Stored data:
..........

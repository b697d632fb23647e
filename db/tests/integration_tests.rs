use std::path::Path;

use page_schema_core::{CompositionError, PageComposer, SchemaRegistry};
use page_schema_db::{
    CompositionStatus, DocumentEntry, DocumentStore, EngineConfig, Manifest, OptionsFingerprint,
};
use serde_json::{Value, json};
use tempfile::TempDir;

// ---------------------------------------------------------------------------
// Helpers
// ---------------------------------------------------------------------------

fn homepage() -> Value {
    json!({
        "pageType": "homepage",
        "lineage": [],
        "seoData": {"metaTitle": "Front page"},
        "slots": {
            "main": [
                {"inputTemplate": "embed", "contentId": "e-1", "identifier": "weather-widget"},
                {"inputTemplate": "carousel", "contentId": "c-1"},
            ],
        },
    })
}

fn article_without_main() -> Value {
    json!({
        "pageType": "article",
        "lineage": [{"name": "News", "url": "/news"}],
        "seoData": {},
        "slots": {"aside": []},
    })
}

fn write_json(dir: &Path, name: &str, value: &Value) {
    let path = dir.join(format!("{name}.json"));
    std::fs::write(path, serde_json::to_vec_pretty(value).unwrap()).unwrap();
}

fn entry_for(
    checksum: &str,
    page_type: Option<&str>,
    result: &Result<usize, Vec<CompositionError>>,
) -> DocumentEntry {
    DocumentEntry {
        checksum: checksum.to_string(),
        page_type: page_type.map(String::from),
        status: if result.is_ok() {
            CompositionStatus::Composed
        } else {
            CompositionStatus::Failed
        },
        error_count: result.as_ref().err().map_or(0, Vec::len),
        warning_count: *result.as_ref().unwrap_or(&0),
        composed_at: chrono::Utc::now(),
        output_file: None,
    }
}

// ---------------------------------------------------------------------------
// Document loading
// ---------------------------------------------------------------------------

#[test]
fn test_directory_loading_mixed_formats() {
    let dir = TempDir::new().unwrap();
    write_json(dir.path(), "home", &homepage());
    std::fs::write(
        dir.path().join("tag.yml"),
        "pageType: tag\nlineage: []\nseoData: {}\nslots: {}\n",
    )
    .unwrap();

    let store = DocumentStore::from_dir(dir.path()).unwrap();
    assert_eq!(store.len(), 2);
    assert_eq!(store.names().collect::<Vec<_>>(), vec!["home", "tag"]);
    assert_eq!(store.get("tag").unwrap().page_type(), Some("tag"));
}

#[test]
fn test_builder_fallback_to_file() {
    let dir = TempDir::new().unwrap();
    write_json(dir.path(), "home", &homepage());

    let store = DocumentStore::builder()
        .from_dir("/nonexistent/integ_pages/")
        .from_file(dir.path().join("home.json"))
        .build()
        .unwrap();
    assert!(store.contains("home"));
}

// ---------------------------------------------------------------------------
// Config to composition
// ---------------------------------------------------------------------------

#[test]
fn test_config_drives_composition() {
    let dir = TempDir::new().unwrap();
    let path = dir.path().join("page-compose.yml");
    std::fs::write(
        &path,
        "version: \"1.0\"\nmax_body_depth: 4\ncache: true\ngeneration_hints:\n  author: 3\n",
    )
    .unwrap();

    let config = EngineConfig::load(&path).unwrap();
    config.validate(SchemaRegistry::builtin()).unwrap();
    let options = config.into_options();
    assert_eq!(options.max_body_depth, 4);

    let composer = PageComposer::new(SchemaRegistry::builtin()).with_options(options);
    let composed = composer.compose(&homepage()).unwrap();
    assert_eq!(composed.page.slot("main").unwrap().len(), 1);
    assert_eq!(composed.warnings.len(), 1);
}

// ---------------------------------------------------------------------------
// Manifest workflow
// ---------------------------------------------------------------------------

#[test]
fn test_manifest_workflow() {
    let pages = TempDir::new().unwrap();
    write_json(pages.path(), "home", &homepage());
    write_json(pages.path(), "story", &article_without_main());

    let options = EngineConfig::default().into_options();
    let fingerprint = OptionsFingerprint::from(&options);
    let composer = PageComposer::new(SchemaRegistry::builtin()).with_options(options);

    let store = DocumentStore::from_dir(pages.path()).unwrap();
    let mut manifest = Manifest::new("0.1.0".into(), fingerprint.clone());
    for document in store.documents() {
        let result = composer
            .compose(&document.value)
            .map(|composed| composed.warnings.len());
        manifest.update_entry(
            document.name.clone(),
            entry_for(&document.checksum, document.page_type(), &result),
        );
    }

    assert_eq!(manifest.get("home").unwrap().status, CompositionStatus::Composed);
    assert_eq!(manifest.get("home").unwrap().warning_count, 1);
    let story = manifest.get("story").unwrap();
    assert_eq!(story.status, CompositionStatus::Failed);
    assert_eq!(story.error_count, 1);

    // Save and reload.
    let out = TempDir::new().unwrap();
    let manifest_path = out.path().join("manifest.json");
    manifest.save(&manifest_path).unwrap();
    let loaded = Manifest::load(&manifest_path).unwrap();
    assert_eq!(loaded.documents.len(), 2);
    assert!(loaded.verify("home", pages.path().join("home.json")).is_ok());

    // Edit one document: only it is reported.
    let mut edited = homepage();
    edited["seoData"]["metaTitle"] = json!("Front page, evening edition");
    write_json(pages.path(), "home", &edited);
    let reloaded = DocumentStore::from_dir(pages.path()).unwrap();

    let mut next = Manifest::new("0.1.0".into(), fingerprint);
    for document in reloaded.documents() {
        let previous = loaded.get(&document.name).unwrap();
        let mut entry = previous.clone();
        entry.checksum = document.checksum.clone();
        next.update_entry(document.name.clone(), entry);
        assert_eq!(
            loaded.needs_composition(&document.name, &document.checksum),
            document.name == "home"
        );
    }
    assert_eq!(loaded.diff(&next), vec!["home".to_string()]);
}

..........

Copy out every entry, keeping each line exactly as it is.

repository b697d632fb23647e
filename db/tests/integration_tests.rs
use std::path::Path;

use page_schema_core::{CompositionError, PageComposer, SchemaRegistry};
use page_schema_db::{
    CompositionStatus, DocumentEntry, DocumentStore, EngineConfig, Manifest, OptionsFingerprint,
};
use serde_json::{Value, json};
use tempfile::TempDir;

// ---------------------------------------------------------------------------
// Helpers
// ---------------------------------------------------------------------------

fn homepage() -> Value {
    json!({
        "pageType": "homepage",
        "lineage": [],
        "seoData": {"metaTitle": "Front page"},
        "slots": {
            "main": [
                {"inputTemplate": "embed", "contentId": "e-1", "identifier": "weather-widget"},
                {"inputTemplate": "carousel", "contentId": "c-1"},
            ],
        },
    })
}

fn article_without_main() -> Value {
    json!({
        "pageType": "article",
        "lineage": [{"name": "News", "url": "/news"}],
        "seoData": {},
        "slots": {"aside": []},
    })
}

fn write_json(dir: &Path, name: &str, value: &Value) {
    let path = dir.join(format!("{name}.json"));
    std::fs::write(path, serde_json::to_vec_pretty(value).unwrap()).unwrap();
}

fn entry_for(
    checksum: &str,
    page_type: Option<&str>,
    result: &Result<usize, Vec<CompositionError>>,
) -> DocumentEntry {
    DocumentEntry {
        checksum: checksum.to_string(),
        page_type: page_type.map(String::from),
        status: if result.is_ok() {
            CompositionStatus::Composed
        } else {
            CompositionStatus::Failed
        },
        error_count: result.as_ref().err().map_or(0, Vec::len),
        warning_count: *result.as_ref().unwrap_or(&0),
        composed_at: chrono::Utc::now(),
        output_file: None,
    }
}

// ---------------------------------------------------------------------------
// Document loading
// ---------------------------------------------------------------------------

#[test]
fn test_directory_loading_mixed_formats() {
    let dir = TempDir::new().unwrap();
    write_json(dir.path(), "home", &homepage());
    std::fs::write(
        dir.path().join("tag.yml"),
        "pageType: tag\nlineage: []\nseoData: {}\nslots: {}\n",
    )
    .unwrap();

    let store = DocumentStore::from_dir(dir.path()).unwrap();
    assert_eq!(store.len(), 2);
    assert_eq!(store.names().collect::<Vec<_>>(), vec!["home", "tag"]);
    assert_eq!(store.get("tag").unwrap().page_type(), Some("tag"));
}

#[test]
fn test_builder_fallback_to_file() {
    let dir = TempDir::new().unwrap();
    write_json(dir.path(), "home", &homepage());

    let store = DocumentStore::builder()
        .from_dir("/nonexistent/integ_pages/")
        .from_file(dir.path().join("home.json"))
        .build()
        .unwrap();
    assert!(store.contains("home"));
}

// ---------------------------------------------------------------------------
// Config to composition
// ---------------------------------------------------------------------------

#[test]
fn test_config_drives_composition() {
    let dir = TempDir::new().unwrap();
    let path = dir.path().join("page-compose.yml");
    std::fs::write(
        &path,
        "version: \"1.0\"\nmax_body_depth: 4\ncache: true\ngeneration_hints:\n  author: 3\n",
    )
    .unwrap();

    let config = EngineConfig::load(&path).unwrap();
    config.validate(SchemaRegistry::builtin()).unwrap();
    let options = config.into_options();
    assert_eq!(options.max_body_depth, 4);

    let composer = PageComposer::new(SchemaRegistry::builtin()).with_options(options);
    let composed = composer.compose(&homepage()).unwrap();
    assert_eq!(composed.page.slot("main").unwrap().len(), 1);
    assert_eq!(composed.warnings.len(), 1);
}

// ---------------------------------------------------------------------------
// Manifest workflow
// ---------------------------------------------------------------------------

#[test]
fn test_manifest_workflow() {
    let pages = TempDir::new().unwrap();
    write_json(pages.path(), "home", &homepage());
    write_json(pages.path(), "story", &article_without_main());

    let options = EngineConfig::default().into_options();
    let fingerprint = OptionsFingerprint::from(&options);
    let composer = PageComposer::new(SchemaRegistry::builtin()).with_options(options);

    let store = DocumentStore::from_dir(pages.path()).unwrap();
    let mut manifest = Manifest::new("0.1.0".into(), fingerprint.clone());
    for document in store.documents() {
        let result = composer
            .compose(&document.value)
            .map(|composed| composed.warnings.len());
        manifest.update_entry(
            document.name.clone(),
            entry_for(&document.checksum, document.page_type(), &result),
        );
    }

    assert_eq!(manifest.get("home").unwrap().status, CompositionStatus::Composed);
    assert_eq!(manifest.get("home").unwrap().warning_count, 1);
    let story = manifest.get("story").unwrap();
    assert_eq!(story.status, CompositionStatus::Failed);
    assert_eq!(story.error_count, 1);

    // Save and reload.
    let out = TempDir::new().unwrap();
    let manifest_path = out.path().join("manifest.json");
    manifest.save(&manifest_path).unwrap();
    let loaded = Manifest::load(&manifest_path).unwrap();
    assert_eq!(loaded.documents.len(), 2);
    assert!(loaded.verify("home", pages.path().join("home.json")).is_ok());

    // Edit one document: only it is reported.
    let mut edited = homepage();
    edited["seoData"]["metaTitle"] = json!("Front page, evening edition");
    write_json(pages.path(), "home", &edited);
    let reloaded = DocumentStore::from_dir(pages.path()).unwrap();

    let mut next = Manifest::new("0.1.0".into(), fingerprint);
    for document in reloaded.documents() {
        let previous = loaded.get(&document.name).unwrap();
        let mut entry = previous.clone();
        entry.checksum = document.checksum.clone();
        next.update_entry(document.name.clone(), entry);
        assert_eq!(
            loaded.needs_composition(&document.name, &document.checksum),
            document.name == "home"
        );
    }
    assert_eq!(loaded.diff(&next), vec!["home".to_string()]);
}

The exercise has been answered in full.